╔══

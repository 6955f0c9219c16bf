//! Single-instance run lease.
//!
//! The store has no process-level mutual exclusion of its own, so a run claims
//! the singleton `run_lease` row before mutating anything. A lease that has
//! outlived its TTL is treated as abandoned and taken over.

use chrono::{DateTime, Duration, Utc};
use rusqlite::{params, OptionalExtension};

use super::{ActivityDb, DbError};

/// Holds the run lease until dropped.
pub struct LeaseGuard<'a> {
    db: &'a ActivityDb,
    holder: String,
}

impl LeaseGuard<'_> {
    pub fn holder(&self) -> &str {
        &self.holder
    }
}

impl Drop for LeaseGuard<'_> {
    fn drop(&mut self) {
        if let Err(e) = self.db.release_lease(&self.holder) {
            log::warn!("Failed to release run lease {}: {}", self.holder, e);
        }
    }
}

impl ActivityDb {
    /// Claim the run lease for `holder` until `now + ttl`.
    pub fn acquire_lease(&self, holder: &str, ttl: Duration) -> Result<LeaseGuard<'_>, DbError> {
        self.acquire_lease_at(holder, ttl, Utc::now())?;
        Ok(LeaseGuard {
            db: self,
            holder: holder.to_string(),
        })
    }

    fn acquire_lease_at(&self, holder: &str, ttl: Duration, now: DateTime<Utc>) -> Result<(), DbError> {
        if ttl <= Duration::zero() {
            return Err(DbError::InvalidLeaseTtl(ttl.num_seconds()));
        }
        let expiry = now
            .checked_add_signed(ttl)
            .ok_or(DbError::InvalidLeaseTtl(ttl.num_seconds()))?;

        self.with_transaction(|db| {
            let current: Option<(String, String)> = db
                .conn
                .query_row(
                    "SELECT holder, expires_at FROM run_lease WHERE id = 1",
                    [],
                    |row| Ok((row.get(0)?, row.get(1)?)),
                )
                .optional()?;

            if let Some((other, expires_at)) = current {
                let live = DateTime::parse_from_rfc3339(&expires_at)
                    .map(|t| t.with_timezone(&Utc) > now)
                    // Unreadable expiry: assume the lease is stale.
                    .unwrap_or(false);
                if live && other != holder {
                    return Err(DbError::LeaseHeld {
                        holder: other,
                        expires_at,
                    });
                }
                if !live {
                    log::warn!("Taking over expired run lease from {}", other);
                }
            }

            db.conn.execute(
                "INSERT INTO run_lease (id, holder, acquired_at, expires_at)
                 VALUES (1, ?1, ?2, ?3)
                 ON CONFLICT(id) DO UPDATE SET
                    holder = excluded.holder,
                    acquired_at = excluded.acquired_at,
                    expires_at = excluded.expires_at",
                params![holder, now.to_rfc3339(), expiry.to_rfc3339()],
            )?;
            Ok(())
        })
    }

    /// Drop the lease if `holder` still owns it.
    pub fn release_lease(&self, holder: &str) -> Result<bool, DbError> {
        let deleted = self
            .conn
            .execute("DELETE FROM run_lease WHERE id = 1 AND holder = ?1", [holder])?;
        Ok(deleted > 0)
    }
}
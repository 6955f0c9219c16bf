//! Shared types: feed records, canonical activities and local settings.

use std::path::PathBuf;

use chrono::{NaiveDate, NaiveDateTime, NaiveTime};
use serde::{Deserialize, Serialize};

// =============================================================================
// Activity records
// =============================================================================

/// One event as captured from the activity feed. Every field may be absent.
#[derive(Debug, Clone, Default, PartialEq, Eq, Serialize, Deserialize)]
#[serde(rename_all = "camelCase")]
pub struct RawActivity {
    #[serde(default)]
    pub name: Option<String>,
    #[serde(default)]
    pub activity_type: Option<String>,
    /// Human-readable stamp, e.g. `"March 5th 2024, 14:32:10"`.
    #[serde(default, alias = "ariaLabel")]
    pub when: Option<String>,
    #[serde(default)]
    pub ticket_url: Option<String>,
}

/// A canonical activity row, as stored in `extracted_activities`.
///
/// `(name, activity_type, timestamp)` is the natural key.
#[derive(Debug, Clone, PartialEq, Eq, Serialize, Deserialize)]
#[serde(rename_all = "camelCase")]
pub struct Activity {
    pub name: String,
    pub activity_type: String,
    pub date: NaiveDate,
    pub time: NaiveTime,
    pub timestamp: NaiveDateTime,
    pub ticket_url: String,
    /// Age of the event when it was extracted. Never refreshed afterwards.
    pub time_since_last_activity: String,
}

// =============================================================================
// Settings (~/.activity-sync/config.json)
// =============================================================================

/// Local settings for one batch run.
#[derive(Debug, Clone, Serialize, Deserialize)]
#[serde(rename_all = "camelCase")]
pub struct Settings {
    /// Database file. Defaults to `~/.activity-sync/activity.db`.
    #[serde(default)]
    pub db_path: Option<PathBuf>,
    pub feed: FeedSettings,
    #[serde(default)]
    pub notifier: NotifierSettings,
    #[serde(default)]
    pub retry: RetrySettings,
    #[serde(default)]
    pub busy_timeout_ms: u64,
    #[serde(default = "default_lease_ttl_secs")]
    pub lease_ttl_secs: u64,
}

fn default_lease_ttl_secs() -> u64 {
    3600
}

/// Where the captured feed export lands and how long to wait for it.
#[derive(Debug, Clone, Serialize, Deserialize)]
#[serde(rename_all = "camelCase")]
pub struct FeedSettings {
    pub path: PathBuf,
    #[serde(default = "default_ready_timeout_secs")]
    pub ready_timeout_secs: u64,
    #[serde(default = "default_poll_interval_ms")]
    pub poll_interval_ms: u64,
    #[serde(default = "default_min_records")]
    pub min_records: usize,
}

fn default_ready_timeout_secs() -> u64 {
    10
}

fn default_poll_interval_ms() -> u64 {
    500
}

fn default_min_records() -> usize {
    1
}

#[derive(Debug, Clone, Copy, Default, PartialEq, Eq, Serialize, Deserialize)]
#[serde(rename_all = "lowercase")]
pub enum NotifierKind {
    #[default]
    Log,
    Webhook,
}

#[derive(Debug, Clone, Default, Serialize, Deserialize)]
#[serde(rename_all = "camelCase")]
pub struct NotifierSettings {
    #[serde(default)]
    pub kind: NotifierKind,
    /// Required when `kind` is `webhook`.
    #[serde(default, skip_serializing_if = "Option::is_none")]
    pub url: Option<String>,
}

/// Bounded retry for writes that hit a locked database.
#[derive(Debug, Clone, Serialize, Deserialize)]
#[serde(rename_all = "camelCase")]
pub struct RetrySettings {
    #[serde(default = "default_max_attempts")]
    pub max_attempts: u32,
    #[serde(default = "default_pause_secs")]
    pub pause_secs: u64,
}

fn default_max_attempts() -> u32 {
    3
}

fn default_pause_secs() -> u64 {
    5
}

impl Default for RetrySettings {
    fn default() -> Self {
        Self {
            max_attempts: default_max_attempts(),
            pause_secs: default_pause_secs(),
        }
    }
}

╚══

What you will do: In the data above, find the line that contains "Database file. Defaults" and the line that contains "wait for it.". Repeat exactly those lines and every line between them, and only those.

Response to this exercise:
    /// Database file. Defaults to `~/.activity-sync/activity.db`.
    #[serde(default)]
    pub db_path: Option<PathBuf>,
    pub feed: FeedSettings,
    #[serde(default)]
    pub notifier: NotifierSettings,
    #[serde(default)]
    pub retry: RetrySettings,
    #[serde(default)]
    pub busy_timeout_ms: u64,
    #[serde(default = "default_lease_ttl_secs")]
    pub lease_ttl_secs: u64,
}

fn default_lease_ttl_secs() -> u64 {
    3600
}

/// Where the captured feed export lands and how long to wait for it.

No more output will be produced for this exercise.